Opération Simplement Noël!

Plusieurs d’entre vous êtes peut-être déjà au courant? Cette année, le Réseau québécois pour la simplicité volontaire (RQSV) a choisi de célébrer la Journée sans achat (la 20e depuis son lancement par la revue Adbuster en 1992) en reliant directement celle-ci à la fête de Noël et en prolongeant la sensibilisation d’une journée thématique durant toute la période qui précède les Fêtes de fin d’année.

La Journée sans achat (le Buy Nothing Day) a été lancée pour coïncider chaque année avec le Black Friday, ce lendemain de l’Action de grâces américaine qui marque le début de la ruée vers les achats de Noël. Aux États-Unis, les aubaines incroyables du Black Friday sont l’équivalent du Boxing Day chez nous. C’est la journée de l’année où les ventes au détail sont les plus importantes. Les magasins ouvrent à minuit (certains ont même devancé l’ouverture de quelques heures cette année, empiétant sur le jeudi de l’Action de grâces) et les gens font la queue pendant des heures, voire des jours pour être certains de profiter des meilleures aubaines (un couple de Floride a même campé sur le trottoir à partir du lundi précédent! On n’est pas tous « indignés » pour les mêmes raisons!). Et la ruée est telle qu’on a connu au moins un mort (piétiné) en 2008 et qu’il y a chaque année de nombreux blessés.

Cette tradition marchande américaine a maintenant traversé la frontière canadienne. Nos marchands sont chaque année plus nombreux à offrir des rabais exceptionnels pour le Black Friday (souvent même pas francisé). Et le commerce électronique ne voulant pas être en reste, il a inventé, depuis deux ans, le Cyber Monday, célébré trois jours plus tard et lui permettant de surfer, en la prolongeant, sur la vague amorcée au cours de la fin de semaine. Tout ce qui peut faire vendre est le bienvenu!

Mais peut-être avons-nous atteint une certaine limite? En effet, deux éditorialistes de La Presse ont senti cette année le besoin de prendre leur distance de « La fête de l’excès » (Mario Roy en éditorial le 25 novembre) en se demandant « Noël: magasiner et… quoi d’autre? » (Ariane Krol, dans son blogue du 21 novembre). Pour que La Presse en soit rendu là, il y a peut-être encore de l’espoir!

Quoi qu’il en soit, le RQSV a choisi, cette année, de déplacer l’accent du Black Friday (une conséquence) vers la fête de Noël (la cause): comment voulons-nous vraiment fêter Noël? Et au lieu de dire aux gens quoi faire (« N’acheter rien, au moins pour une journée »), il a choisi de demander aux gens de nous dire ce qu’ils aimeraient vraiment faire. Passer du négatif (on devrait consommer moins) au positif (le Noël que j’aimerais vivre). Passer de la morale (on vit dans une société de surconsommation) au plaisir (retrouver la fraîcheur et l’émerveillement de l’enfance).

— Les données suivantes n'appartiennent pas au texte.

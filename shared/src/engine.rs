//! Calculation pipeline
//!
//! Runs classifier → BMR → GET → VET → macro split → meal split for one
//! input, with validation before the first step and after the last.
//!
//! # Design Principles
//!
//! 1. **Pure**: the engine holds only immutable configuration, so identical
//!    inputs always produce identical plans
//! 2. **Fail Early**: invalid input stops the pipeline before any formula runs
//! 3. **Report, Don't Hide**: meal consistency findings travel with the plan
//!    so the caller decides whether to accept it

use crate::energy::{
    adjust_for_objective, calculate_bmr, calculate_get, BodyMetrics, EnergyResult, EnergyTarget,
    ObjectivePolicy,
};
use crate::errors::NutritionError;
use crate::macronutrients::{distribute_macros, FatTarget, MacronutrientPlan};
use crate::meals::{distribute_meals, MealAllocation, MealTemplate};
use crate::profile::{classify, select_formula, ProfileDescriptor};
use crate::tables::ratios;
use crate::types::CalculationInput;
use crate::validation::{
    validate_allocation, validate_fat_energy_percent, validate_input, validate_macro_plan,
    validate_template, ValidationResult,
};
use serde::{Deserialize, Serialize};
use tracing::debug;

// ============================================================================
// Configuration
// ============================================================================

/// Fat method used when the input carries no fat override
#[derive(Debug, Clone, Copy, PartialEq, Eq, Default, Serialize, Deserialize)]
#[serde(rename_all = "snake_case")]
pub enum FatMethod {
    /// The profile's default grams per kilogram
    #[default]
    ProfileRatio,
    /// `EngineConfig::fat_energy_percent` of the caloric target
    PercentOfEnergy,
}

/// Tunable defaults of the engine
#[derive(Debug, Clone, PartialEq, Serialize, Deserialize)]
#[serde(default)]
pub struct EngineConfig {
    pub objective: ObjectivePolicy,
    pub fat_method: FatMethod,
    pub fat_energy_percent: f64,
    pub meal_template: MealTemplate,
}

impl Default for EngineConfig {
    fn default() -> Self {
        Self {
            objective: ObjectivePolicy::default(),
            fat_method: FatMethod::default(),
            fat_energy_percent: ratios::DEFAULT_FAT_ENERGY_PERCENT,
            meal_template: MealTemplate::default(),
        }
    }
}

impl EngineConfig {
    pub fn validate(&self) -> ValidationResult {
        let mut result = ValidationResult::new();
        let policy = &self.objective;

        if !policy.calorie_floor_kcal.is_finite() || policy.calorie_floor_kcal <= 0.0 {
            result.push_error("calorie floor must be greater than zero");
        }
        if !policy.weight_loss_deficit_kcal.is_finite() || policy.weight_loss_deficit_kcal < 0.0 {
            result.push_error("default weight-loss deficit must not be negative");
        }
        if !policy.hypertrophy_surplus_kcal.is_finite() || policy.hypertrophy_surplus_kcal < 0.0 {
            result.push_error("default hypertrophy surplus must not be negative");
        }
        result.check(validate_fat_energy_percent(self.fat_energy_percent));
        result.merge(validate_template(&self.meal_template));

        result
    }
}

// ============================================================================
// Output
// ============================================================================

/// Everything derived for one input
#[derive(Debug, Clone, PartialEq, Serialize, Deserialize)]
pub struct NutritionPlan {
    pub input: CalculationInput,
    pub profile: ProfileDescriptor,
    pub bmr: EnergyResult,
    pub activity_factor: f64,
    /// Activity-adjusted expenditure (GET)
    pub get_kcal: f64,
    /// Caloric target (VET)
    pub vet: EnergyTarget,
    pub fat_target: FatTarget,
    pub macros: MacronutrientPlan,
    pub meals: MealAllocation,
    /// Input warnings plus post-distribution findings
    pub findings: ValidationResult,
}

// ============================================================================
// Engine
// ============================================================================

/// The nutrition calculation engine
#[derive(Debug, Clone, Default)]
pub struct NutritionEngine {
    config: EngineConfig,
}

impl NutritionEngine {
    /// Build an engine, rejecting a configuration that could never produce a
    /// consistent plan
    pub fn new(config: EngineConfig) -> Result<Self, NutritionError> {
        let findings = config.validate();
        if !findings.is_valid {
            return Err(NutritionError::InvalidConfig(findings));
        }
        Ok(Self { config })
    }

    pub fn config(&self) -> &EngineConfig {
        &self.config
    }

    /// Run the whole pipeline for one input
    ///
    /// # Errors
    ///
    /// - [`NutritionError::InvalidInput`] with every finding when the input
    ///   fails pre-calculation validation
    /// - [`NutritionError::CarbohydrateBudgetExhausted`] when protein and fat
    ///   leave no energy for carbohydrate
    /// - [`NutritionError::InconsistentPlan`] when the macro plan breaks its
    ///   own invariants
    pub fn calculate(&self, input: &CalculationInput) -> Result<NutritionPlan, NutritionError> {
        let mut findings = validate_input(input);
        if !findings.is_valid {
            debug!(errors = findings.errors.len(), "Input rejected");
            return Err(NutritionError::InvalidInput(findings));
        }

        let profile = classify(input.profile);
        let formula = select_formula(input.profile, input.body_fat_percent, input.bmr_formula);
        debug!(profile = %input.profile, formula = %formula, "Formula selected");

        let bmr = calculate_bmr(&BodyMetrics::from(input), formula)?;
        let activity_factor = input.activity_level.factor();
        let get_kcal = calculate_get(bmr.kcal, input.activity_level)?;
        let vet = adjust_for_objective(
            get_kcal,
            input.objective,
            input.caloric_adjustment_kcal,
            &self.config.objective,
        )?;
        if vet.floor_applied {
            findings.push_warning(format!(
                "caloric target raised to the {} kcal floor",
                self.config.objective.calorie_floor_kcal
            ));
        }

        let protein_ratio = input
            .protein_g_per_kg
            .unwrap_or(profile.protein_g_per_kg.default);
        let fat_target = self.fat_target(input, &profile);
        let macros = distribute_macros(vet.kcal, input.weight_kg, protein_ratio, fat_target)?;

        let macro_check = validate_macro_plan(&macros);
        if !macro_check.is_valid {
            return Err(NutritionError::InconsistentPlan(macro_check));
        }

        let template = input
            .meal_template
            .as_ref()
            .unwrap_or(&self.config.meal_template);
        let meals = distribute_meals(&macros, template);
        findings.merge(validate_allocation(&meals));

        debug!(
            bmr = bmr.kcal,
            get = get_kcal,
            vet = vet.kcal,
            valid = findings.is_valid,
            "Nutrition plan calculated"
        );

        Ok(NutritionPlan {
            input: input.clone(),
            profile,
            bmr,
            activity_factor,
            get_kcal,
            vet,
            fat_target,
            macros,
            meals,
            findings,
        })
    }

    /// Input override first, then the configured default method
    fn fat_target(&self, input: &CalculationInput, profile: &ProfileDescriptor) -> FatTarget {
        match (input.fat_g_per_kg, input.fat_energy_percent) {
            (Some(ratio), _) => FatTarget::GramsPerKg(ratio),
            (None, Some(percent)) => FatTarget::PercentOfEnergy(percent),
            (None, None) => match self.config.fat_method {
                FatMethod::ProfileRatio => FatTarget::GramsPerKg(profile.fat_g_per_kg.default),
                FatMethod::PercentOfEnergy => {
                    FatTarget::PercentOfEnergy(self.config.fat_energy_percent)
                }
            },
        }
    }
}

/// Calculate a plan with the default configuration
pub fn calculate_plan(input: &CalculationInput) -> Result<NutritionPlan, NutritionError> {
    NutritionEngine::default().calculate(input)
}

En lançant l’Opération Simplement Noël!, le Réseau savait qu’il répondait à un besoin puisque chaque année, c’est à cette période de l’année qu’il est le plus consulté par les médias à la recherche d’alternatives à la course aux cadeaux et à l’endettement qui en résulte. Et nous ne nous sommes pas trompés puisque la réponse des médias a été jusqu’ici bien au-delà de nos attentes, d’autant plus que l’Opération a été lancée tardivement et avec des moyens très limités.

Preuve, si besoin était, que la simplicité volontaire demeure plus d’actualité que jamais. Et que nous avons besoin des contributions précieuses de tous ceux et celles qui y croient et qui la pratiquent, d’une manière ou de l’autre, pour développer et valoriser les nouvelles façons de vivre mieux avec moins.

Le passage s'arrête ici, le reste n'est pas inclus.